Now the fifth one. It's really close to my heart, which is to enjoy the goodness. 2020 was rough. I'm not going to lie, there is a lot going on. I mean the things that we were all collectively sharing with the pandemic. But if you live in the U.S., there was all the things related to the election, which is still being resolved. And there were personal things. There were all kinds of things going on. The one thing I saw is there are so many good people in the world who are just doing wonderful things. And that being connected to them in any way is such a blessing.

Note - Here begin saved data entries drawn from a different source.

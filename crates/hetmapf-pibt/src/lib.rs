//! `hetmapf-pibt` — the low-level configuration generator.
//!
//! Given a source configuration and a partial set of hard constraints, the
//! [`Generator`] synthesizes a jointly conflict-free successor configuration
//! via priority-inheritance pushing.  Three supporting structures feed it:
//!
//! - [`DistTable`]: per-agent BFS distances to the goal on that agent's
//!   fleet graph (built once, read-only afterwards),
//! - [`Reservation`]: a space-time table created fresh for every generator
//!   call, arbitrating footprint and swap conflicts across fleets,
//! - [`lookahead`]: a bounded best-first search on the (time, fleet-cell)
//!   product graph that ranks candidate first steps for one agent.

pub mod lookahead;

mod dist;
mod generator;
mod reservation;

#[cfg(test)]
mod tests;

pub use dist::DistTable;
pub use generator::{Generator, NextConfig};
pub use lookahead::CandidatePath;
pub use reservation::{Endpoint, Reservation};
use hetmapf_core::CoreError;
use thiserror::Error;

#[derive(Debug, Error)]
pub enum SearchError {
    /// The instance failed validation; the planner refuses to run.
    #[error(transparent)]
    Invalid(#[from] CoreError),

    /// A produced plan violates a joint-motion invariant.
    #[error("infeasible solution: {0}")]
    Infeasible(String),
}

pub type SearchResult<T> = Result<T, SearchError>;
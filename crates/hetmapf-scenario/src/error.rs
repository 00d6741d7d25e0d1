use hetmapf_core::CoreError;
use hetmapf_grid::GridError;
use thiserror::Error;

#[derive(Debug, Error)]
pub enum ScenarioError {
    #[error("scenario line {line}: {msg}")]
    Parse { line: usize, msg: String },

    #[error("scenario references fleet {0} which was never declared")]
    UnknownFleet(usize),

    #[error(transparent)]
    Grid(#[from] GridError),

    #[error(transparent)]
    Invalid(#[from] CoreError),

    #[error("I/O error reading scenario: {0}")]
    Io(#[from] std::io::Error),
}

pub type ScenarioResult<T> = Result<T, ScenarioError>;
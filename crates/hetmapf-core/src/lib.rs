//! `hetmapf-core` — foundational types for the `hetmapf` planner workspace.
//!
//! This crate is a dependency of every other `hetmapf-*` crate.  It
//! intentionally has no `hetmapf-*` dependencies and minimal external ones
//! (only `rand` and `thiserror`, plus optional `serde`).
//!
//! # What lives here
//!
//! | Module       | Contents                                               |
//! |--------------|--------------------------------------------------------|
//! | [`ids`]      | `AgentId`, `FleetId`, `VertexId`                       |
//! | [`state`]    | `HetConfig` (joint positions + speed phases)           |
//! | [`rng`]      | `PlanRng` (seeded, deterministic)                      |
//! | [`timing`]   | `Deadline`                                             |
//! | [`error`]    | `CoreError`, `CoreResult`                              |
//!
//! # Feature flags
//!
//! | Flag    | Effect                                                      |
//! |---------|-------------------------------------------------------------|
//! | `serde` | Adds `Serialize`/`Deserialize` to the public value types.   |

pub mod error;
pub mod ids;
pub mod rng;
pub mod state;
pub mod timing;


// ── Re-exports ────────────────────────────────────────────────────────────────

pub use error::{CoreError, CoreResult};
pub use ids::{AgentId, FleetId, VertexId};
pub use rng::PlanRng;
pub use state::HetConfig;
pub use timing::Deadline;
impl<'i> Planner<'i> {
    /// Validate the instance, build the distance oracle, and refuse to run
    /// if any agent cannot reach its goal on its own fleet graph.
    pub fn new(ins: &'i Instance, config: PlannerConfig) -> SearchResult<Self> {
        ins.validate()?;

        let dist = DistTable::build(ins);
        for i in 0..ins.agent_count() {
            let agent = AgentId(i as u32);
            if !dist.reachable(agent, ins.starts[i]) {
                return Err(SearchError::Invalid(
                    hetmapf_core::CoreError::UnreachableGoal(agent),
                ));
            }
        }

        let mut rng = PlanRng::new(config.seed);
        let generators = (0..config.pibt_instances.max(1))
            .map(|k| Generator::new(ins, rng.child(k as u64), config.goal_lock, config.bfs_depth))
            .collect();

        let deadline = match config.time_limit {
            Some(limit) => Deadline::after(limit),
            None => Deadline::none(),
        };

        Ok(Self {
            ins,
            dist,
            rng,
            generators,
            deadline,
            config,
            nodes: Vec::new(),
            open: VecDeque::new(),
            explored: HashMap::new(),
            h_init: None,
            h_goal: None,
            current_root: None,
            latest_generated: None,
            search_initialized: false,
            iterations: 0,
            initial_solution_ms: None,
            initial_solution_cost: None,
            checkpoints: Vec::new(),
        })
    }

    // ── Statistics accessors ──────────────────────────────────────────────

    pub fn node_count(&self) -> usize {
        self.nodes.len()
    }

    /// Milliseconds since the planner was constructed.
    pub fn elapsed_ms(&self) -> u64 {
        self.deadline.elapsed_ms()
    }

    /// The configured wall-clock budget, if any.
    pub fn time_limit_ms(&self) -> Option<u64> {
        self.config.time_limit.map(|d| d.as_millis() as u64)
    }

    pub fn iterations(&self) -> u64 {
        self.iterations
    }

    /// Cost of the best known plan, if any.
    pub fn goal_cost(&self) -> Option<u64> {
        self.h_goal.map(|h| self.nodes[h.index()].g)
    }

    pub fn initial_solution_ms(&self) -> Option<u64> {
        self.initial_solution_ms
    }

    pub fn initial_solution_cost(&self) -> Option<u64> {
        self.initial_solution_cost
    }

    /// Best known goal `f` at each checkpoint interval (-1 before the first
    /// plan).
    pub fn checkpoints(&self) -> &[i64] {
        &self.checkpoints
    }

    // ── Full-horizon solve ────────────────────────────────────────────────

    /// Search until goal (non-anytime), OPEN exhaustion, or the deadline,
    /// then backtrack the best plan.  Empty when no plan was found.
    pub fn solve(&mut self) -> Solution {
        info!(agents = self.ins.agent_count(), "search start");
        self.run(u64::MAX);
        self.update_checkpoints();

        match (self.h_goal, self.open.is_empty()) {
            (Some(h), true) => {
                info!(cost = self.nodes[h.index()].g, "solved optimally within the search tree")
            }
            (Some(h), false) => info!(cost = self.nodes[h.index()].g, "solved sub-optimally"),
            (None, true) => info!("no solution"),
            (None, false) => info!("timeout"),
        }
        debug!(
            iterations = self.iterations,
            nodes = self.nodes.len(),
            explored = self.explored.len(),
            "search stats"
        );

        self.backtrack(self.h_goal)
    }

    // ── Incremental driving ───────────────────────────────────────────────

    /// Run at most `budget` iterations (also bounded by the deadline and
    /// OPEN) and report where the search stands.
    pub fn search(&mut self, budget: u64) -> SearchStatus {
        self.run(budget);
        if self.h_goal.is_some() {
            SearchStatus::GoalFound
        } else if self.open.is_empty() {
            SearchStatus::NoSolution
        } else {
            SearchStatus::Searching
        }
    }

    /// The next configuration to commit, stepping from the current root
    /// toward the best known node.
    ///
    /// Prefers the parent-hint chain; if cost relaxation broke it, falls
    /// back to a BFS over the bidirectional neighbor edges.  When neither
    /// yields a forward step, stay in place.
    pub fn extract_next_step(&self) -> HetConfig {
        let root = self.current_root.expect("search initialized before extraction");
        let target = self.h_goal.or(self.latest_generated).unwrap_or(root);
        if target == root {
            return self.nodes[root.index()].config.clone();
        }

        // Parent-hint walk.
        let mut step = target;
        while let Some(parent) = self.nodes[step.index()].parent {
            if parent == root {
                return self.nodes[step.index()].config.clone();
            }
            step = parent;
        }

        // Neighbor-graph BFS from the root.
        let mut came_from: HashMap<HNodeId, HNodeId> = HashMap::new();
        let mut queue = VecDeque::from([root]);
        came_from.insert(root, root);
        while let Some(n) = queue.pop_front() {
            if n == target {
                let mut step = n;
                while came_from[&step] != root {
                    step = came_from[&step];
                }
                return self.nodes[step.index()].config.clone();
            }
            for &m in &self.nodes[n.index()].neighbors {
                came_from.entry(m).or_insert_with(|| {
                    queue.push_back(m);
                    n
                });
            }
        }

        self.nodes[root.index()].config.clone()
    }

    /// Commit `next` as the new root.  Unknown configurations leave the
    /// root unchanged (the caller chose to stay, which is always legal).
    pub fn advance(&mut self, next: &HetConfig) {
        if let Some(&id) = self.explored.get(next) {
            self.current_root = Some(id);
        }
    }

    /// One incremental step: search under `budget`, extract, commit.
    pub fn solve_one_step(&mut self, budget: u64) -> HetConfig {
        self.search(budget);
        let next = self.extract_next_step();
        self.advance(&next);
        next
    }

    /// Drop all search state; the next call starts from the instance's
    /// start configuration again.
    pub fn reset(&mut self) {
        self.nodes.clear();
        self.open.clear();
        self.explored.clear();
        self.h_init = None;
        self.h_goal = None;
        self.current_root = None;
        self.latest_generated = None;
        self.search_initialized = false;
        self.iterations = 0;
        self.initial_solution_ms = None;
        self.initial_solution_cost = None;
        self.checkpoints.clear();
    }

    // ── Search loop ───────────────────────────────────────────────────────

    fn ensure_initialized(&mut self) {
        if self.search_initialized {
            return;
        }
        let start = self.ins.start_config();
        let root = self.create_node(start, None);
        self.open.push_front(root);
        self.h_init = Some(root);
        self.current_root = Some(root);
        self.latest_generated = Some(root);
        self.search_initialized = true;
    }

    fn run(&mut self, budget: u64) {
        self.ensure_initialized();

        let mut spent = 0u64;
        while !self.open.is_empty() && !self.deadline.is_expired() && spent < budget {
            self.iterations += 1;
            spent += 1;
            self.update_checkpoints();

            let mut h = *self.open.front().expect("loop guard");

            // Diversification: occasionally work on a random frontier node
            // once a plan exists.
            if self.h_goal.is_some()
                && self.config.random_insert_prob2 > 0.0
                && self.rng.gen_bool(self.config.random_insert_prob2)
            {
                let idx = self.rng.gen_range(0..self.open.len());
                h = self.open[idx];
            }

            // Prune against the best known plan.
            if let Some(goal) = self.h_goal {
                if self.nodes[h.index()].f >= self.nodes[goal.index()].f {
                    self.open.pop_front();
                    continue;
                }
            }

            // Goal check.
            if self.h_goal.is_none() && self.ins.is_goal(&self.nodes[h.index()].config) {
                self.h_goal = Some(h);
                self.latest_generated = Some(h);
                self.initial_solution_ms = Some(self.deadline.elapsed_ms());
                self.initial_solution_cost = Some(self.nodes[h.index()].g);
                info!(cost = self.nodes[h.index()].g, "initial solution");
                if !self.config.anytime {
                    return;
                }
                continue;
            }

            // Next partial constraint for this node.
            let Some(constraint) = self.nodes[h.index()].pop_constraint(self.ins, &mut self.rng)
            else {
                self.open.pop_front();
                continue;
            };

            // Successor construction (a failed push is a dead end, not an error).
            let Some(successor) = self.generate(h, &constraint) else {
                continue;
            };

            match self.explored.get(&successor) {
                Some(&known) => {
                    self.rewrite(h, known);
                    self.latest_generated = Some(known);
                    let reinsert_root = self.config.random_insert_prob1 > 0.0
                        && self.rng.gen_bool(self.config.random_insert_prob1);
                    if reinsert_root {
                        self.open.push_front(self.h_init.expect("initialized"));
                    } else {
                        self.open.push_front(known);
                    }
                }
                None => {
                    let created = self.create_node(successor, Some(h));
                    self.latest_generated = Some(created);
                    self.open.push_front(created);
                }
            }
        }
    }

    /// Run the k competing generators on `(h, constraint)` and keep the
    /// best-`f` successful successor.
    fn generate(&mut self, h: HNodeId, constraint: &ConstraintNode) -> Option<HetConfig> {
        let n = self.ins.agent_count();
        let node = &self.nodes[h.index()];
        let q_from = &node.config;
        let order = node.order.as_slice();
        let ins = self.ins;
        let dist = &self.dist;

        let attempt = |generator: &mut Generator| -> Option<(HetConfig, u64)> {
            let mut q_to = NextConfig::unassigned(n);
            for (&who, &target) in constraint.who.iter().zip(&constraint.targets) {
                q_to.constrain(who, target);
            }
            if !generator.set_new_config(ins, dist, q_from, &mut q_to, order) {
                return None;
            }
            let successor = q_to.into_config();
            let f = edge_cost(ins, q_from, &successor) + heuristic(ins, dist, &successor);
            Some((successor, f))
        };

        let results: Vec<Option<(HetConfig, u64)>> =
            if self.config.multi_threaded_pibt && self.generators.len() > 1 {
                self.generators.par_iter_mut().map(attempt).collect()
            } else {
                self.generators.iter_mut().map(attempt).collect()
            };

        results
            .into_iter()
            .flatten()
            .min_by_key(|&(_, f)| f)
            .map(|(successor, _)| successor)
    }

    /// Re-link `from → to` and relax `g` over the neighbor graph, rewriting
    /// parents wherever a cheaper route appears.  Improved nodes that still
    /// beat the best plan re-enter OPEN.
    fn rewrite(&mut self, from: HNodeId, to: HNodeId) {
        self.add_edge(from, to);

        let mut queue = VecDeque::from([from]);
        while let Some(n) = queue.pop_front() {
            let neighbors = self.nodes[n.index()].neighbors.clone();
            for m in neighbors {
                let candidate_g = {
                    let (node_n, node_m) = (&self.nodes[n.index()], &self.nodes[m.index()]);
                    node_n.g + edge_cost(self.ins, &node_n.config, &node_m.config)
                };
                if candidate_g < self.nodes[m.index()].g {
                    if Some(m) == self.h_goal {
                        debug!(
                            old = self.nodes[m.index()].g,
                            new = candidate_g,
                            "plan cost improved"
                        );
                    }
                    let node_m = &mut self.nodes[m.index()];
                    node_m.g = candidate_g;
                    node_m.f = candidate_g + node_m.h;
                    node_m.parent = Some(n);
                    queue.push_back(m);
                    if let Some(goal) = self.h_goal {
                        if self.nodes[m.index()].f < self.nodes[goal.index()].f {
                            self.open.push_front(m);
                        }
                    }
                }
            }
        }
    }

    fn create_node(&mut self, config: HetConfig, parent: Option<HNodeId>) -> HNodeId {
        let g = match parent {
            Some(p) => {
                let node_p = &self.nodes[p.index()];
                node_p.g + edge_cost(self.ins, &node_p.config, &config)
            }
            None => 0,
        };
        let h = heuristic(self.ins, &self.dist, &config);

        let node = HNode::new(
            config.clone(),
            self.ins,
            &self.dist,
            parent.map(|p| (&self.nodes[p.index()], p)),
            g,
            h,
        );
        let id = HNodeId(self.nodes.len() as u32);
        self.nodes.push(node);
        if let Some(p) = parent {
            self.add_edge(p, id);
        }
        self.explored.insert(config, id);
        id
    }

    fn add_edge(&mut self, a: HNodeId, b: HNodeId) {
        if !self.nodes[a.index()].neighbors.contains(&b) {
            self.nodes[a.index()].neighbors.push(b);
        }
        if !self.nodes[b.index()].neighbors.contains(&a) {
            self.nodes[b.index()].neighbors.push(a);
        }
    }

    fn backtrack(&self, goal: Option<HNodeId>) -> Solution {
        let mut plan = Vec::new();
        let mut cursor = goal;
        while let Some(id) = cursor {
            let node = &self.nodes[id.index()];
            plan.push(node.config.clone());
            cursor = node.parent;
        }
        plan.reverse();
        plan
    }

    fn update_checkpoints(&mut self) {
        let interval = self.config.checkpoint_interval_ms.max(1);
        while self.deadline.elapsed_ms() >= self.checkpoints.len() as u64 * interval {
            let best = self
                .h_goal
                .map(|h| self.nodes[h.index()].f as i64)
                .unwrap_or(CHECKPOINT_NIL);
            self.checkpoints.push(best);
        }
    }
}
//! Scenario file loaders.
//!
//! # Heterogeneous format
//!
//! Whitespace-separated records, `#`-prefixed and blank lines ignored.  The
//! first data line decides the format by token count:
//!
//! - **full** (≥ 10 tokens): `agent_id fleet_id cell_size velocity sx sy gx gy gw gh`
//!   — `velocity` is a float; the speed period is `max(1, round(velocity))`.
//! - **compact** (otherwise): `cell_size sx sy gx gy` — speed period defaults
//!   to the cell size.
//!
//! Fleet ids are assigned by ascending cell size regardless of the order the
//! sizes first appear.  Start/goal coordinates are base-grid cells; they map
//! to fleet cells by integer division with the cell size.  `swap_xy`
//! transposes the coordinate pairs for scenario generators that emit
//! row-major pairs.
//!
//! # Homogeneous fallback
//!
//! Classic movingai `.scen` rows
//! (`bucket  map  w  h  sx  sy  gx  gy  optimal`) limited to the first `n`
//! agents, all on a single `cell_size = 1` fleet.

use std::collections::BTreeMap;
use std::fs;
use std::path::Path;

use hetmapf_core::{FleetId, VertexId};
use hetmapf_grid::Graph;
use tracing::debug;

use crate::{AgentSpec, Fleet, Instance, ScenarioError, ScenarioResult};

// ── Heterogeneous format ──────────────────────────────────────────────────────

struct HetRecord {
    cell_size: u32,
    speed_period: u32,
    sx: usize,
    sy: usize,
    gx: usize,
    gy: usize,
}

/// Load a heterogeneous scenario + map from disk.
pub fn load_het_scenario(
    scen_path: impl AsRef<Path>,
    map_path: impl AsRef<Path>,
    swap_xy: bool,
) -> ScenarioResult<Instance> {
    let scen_text = fs::read_to_string(scen_path)?;
    let map_text = fs::read_to_string(map_path)?;
    het_instance_from_str(&scen_text, &map_text, swap_xy)
}

/// Parse a heterogeneous scenario from in-memory text.
pub fn het_instance_from_str(
    scen_text: &str,
    map_text: &str,
    swap_xy: bool,
) -> ScenarioResult<Instance> {
    let base = Graph::from_map_str(map_text)?;

    let mut records = Vec::new();
    // cell_size -> speed period; BTreeMap keys double as the sorted fleet order.
    let mut fleet_periods: BTreeMap<u32, u32> = BTreeMap::new();
    let mut full_format: Option<bool> = None;

    for (lineno, raw_line) in scen_text.lines().enumerate() {
        let line = raw_line.strip_suffix('\r').unwrap_or(raw_line);
        if line.is_empty() || line.starts_with('#') {
            continue;
        }
        let tokens: Vec<&str> = line.split_whitespace().collect();
        let full = *full_format.get_or_insert(tokens.len() >= 10);

        let parse = |idx: usize| -> ScenarioResult<f64> {
            tokens
                .get(idx)
                .and_then(|t| t.parse::<f64>().ok())
                .ok_or_else(|| ScenarioError::Parse {
                    line: lineno + 1,
                    msg: format!("expected numeric field {idx} in {line:?}"),
                })
        };

        let rec = if full {
            let cell_size = parse(2)? as u32;
            let velocity = parse(3)?;
            HetRecord {
                cell_size,
                speed_period: (velocity.round() as u32).max(1),
                sx: parse(4)? as usize,
                sy: parse(5)? as usize,
                gx: parse(6)? as usize,
                gy: parse(7)? as usize,
            }
        } else {
            let cell_size = parse(0)? as u32;
            HetRecord {
                cell_size,
                speed_period: cell_size.max(1),
                sx: parse(1)? as usize,
                sy: parse(2)? as usize,
                gx: parse(3)? as usize,
                gy: parse(4)? as usize,
            }
        };
        fleet_periods.insert(rec.cell_size, rec.speed_period);
        records.push(rec);
    }

    // Fleets by ascending cell size.
    let mut fleets = Vec::with_capacity(fleet_periods.len());
    let mut fleet_by_size: BTreeMap<u32, FleetId> = BTreeMap::new();
    for (&cell_size, &speed_period) in &fleet_periods {
        let id = FleetId(fleets.len() as u16);
        fleets.push(Fleet {
            cell_size,
            speed_period,
            graph: Graph::tiled(&base, cell_size)?,
        });
        fleet_by_size.insert(cell_size, id);
    }

    let mut agents = Vec::with_capacity(records.len());
    let mut starts = Vec::with_capacity(records.len());
    let mut goals = Vec::with_capacity(records.len());
    for rec in &records {
        let fleet_id = fleet_by_size[&rec.cell_size];
        let fleet = &fleets[fleet_id.index()];
        let cs = rec.cell_size as usize;

        let (sx, sy, gx, gy) = if swap_xy {
            (rec.sy, rec.sx, rec.gy, rec.gx)
        } else {
            (rec.sx, rec.sy, rec.gx, rec.gy)
        };

        agents.push(AgentSpec { fleet: fleet_id, cell_size: rec.cell_size });
        starts.push(fleet.graph.at(sx / cs, sy / cs).unwrap_or(VertexId::INVALID));
        goals.push(fleet.graph.at(gx / cs, gy / cs).unwrap_or(VertexId::INVALID));
    }

    debug!(
        agents = agents.len(),
        fleets = fleets.len(),
        "loaded heterogeneous scenario"
    );
    Ok(Instance { base, fleets, agents, starts, goals })
}

// ── Homogeneous fallback ──────────────────────────────────────────────────────

/// Load a classic movingai `.scen` file, limited to the first `n` agents.
pub fn load_homogeneous(
    scen_path: impl AsRef<Path>,
    map_path: impl AsRef<Path>,
    n: usize,
) -> ScenarioResult<Instance> {
    let scen_text = fs::read_to_string(scen_path)?;
    let map_text = fs::read_to_string(map_path)?;
    homogeneous_from_str(&scen_text, &map_text, n)
}

/// Parse a movingai `.scen` from in-memory text.
///
/// Rows that fail to parse (e.g. the `version` header) or whose endpoints
/// fall outside the map are silently skipped, matching the benchmark
/// convention.
pub fn homogeneous_from_str(scen_text: &str, map_text: &str, n: usize) -> ScenarioResult<Instance> {
    let base = Graph::from_map_str(map_text)?;
    let graph = Graph::tiled(&base, 1)?;

    let mut starts = Vec::new();
    let mut goals = Vec::new();
    for raw_line in scen_text.lines() {
        if starts.len() >= n {
            break;
        }
        let line = raw_line.strip_suffix('\r').unwrap_or(raw_line);
        let fields: Vec<&str> = line.split('\t').collect();
        // bucket  map  width  height  sx  sy  gx  gy  optimal
        if fields.len() < 9 || !fields[1].ends_with(".map") {
            continue;
        }
        let coord = |idx: usize| fields[idx].parse::<usize>().ok();
        let (Some(sx), Some(sy), Some(gx), Some(gy)) =
            (coord(4), coord(5), coord(6), coord(7))
        else {
            continue;
        };
        let (Some(s), Some(g)) = (graph.at(sx, sy), graph.at(gx, gy)) else {
            continue;
        };
        starts.push(s);
        goals.push(g);
    }

    let agents = vec![AgentSpec { fleet: FleetId(0), cell_size: 1 }; starts.len()];
    debug!(agents = agents.len(), "loaded homogeneous scenario");
    Ok(Instance {
        base,
        fleets: vec![Fleet { cell_size: 1, speed_period: 1, graph }],
        agents,
        starts,
        goals,
    })
}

It's funny because I'm an introvert. Not a little one. Like a big, way on the side of the spectrum introvert. So in terms of being socially isolated, that hasn't been terribly difficult for me. I tend to default to that. But I've been connected with people, even with the social distancing in 2020, more than I think I am in typical years. I have to say, it's been a huge blessing. Including internationally. I now have friends in Australia, Canada, and the U.K. that we have conversations about the world and our experiences in it. And it's such a blessing. I have met some of the most wonderful, dedicated clients. My colleagues. Other consultants who have just warmed my heart by being such good people. People that I've met on my podcast who just make my heart sing when I hear them talk about the things that they care about and the things that they're doing in their work. In their lives. Things that contribute to a better world. And the ways that they're living their values. It's amazing.

Or even people that I follow on social media that I'm new to following that are really challenging me and making me think. I mean, what an amazing blessing to be connected in that way and to be able to continually make ourselves a better person. And by emulating what we see of folks around us. It's been amazing. I could get very emotional about this. But I love watching people put their hearts forward. I have seen so many people ask how they can help and then follow through. The generosity that I have seen has truly left me in awe. And it's really helped balance out all of the other things I've seen in the world that are not good and that are difficult.

And so it's out there. I know what it's called me to do and the lesson that I've gotten out of it is I want more of that in myself. I think I'm a good person. I think I'm a generous person. But I know that I can be more giving. I know that I can be better and that's what I want to do. I'm a consultant and, obviously, I help other consultants become successful. I do that because I love to help people. So if nothing else, it recommitted me to that mission and certainly the power of it. But it’s also made me ask questions of myself about how I can amplify that. How I can do it more deeply? How I can do it more? And so that's what I'm going to be spending some time right before 2021 thinking about. That and coming up with some very deliberate plans of how I want to do that. So it's not just a sentiment, but it's a call to action for myself. And then action actually flows from it.

Those were my five big lessons. I want to thank you so much for spending 2020 with me. We're getting through it. It's almost over. I hope that you learn lessons from it, and it gives you the 2021 that you really want to have. I wish you health and calm and joy in the coming year. Thank you so much for coming on this journey with me. I can't wait to see what we can do together in 2021. Thanks so much.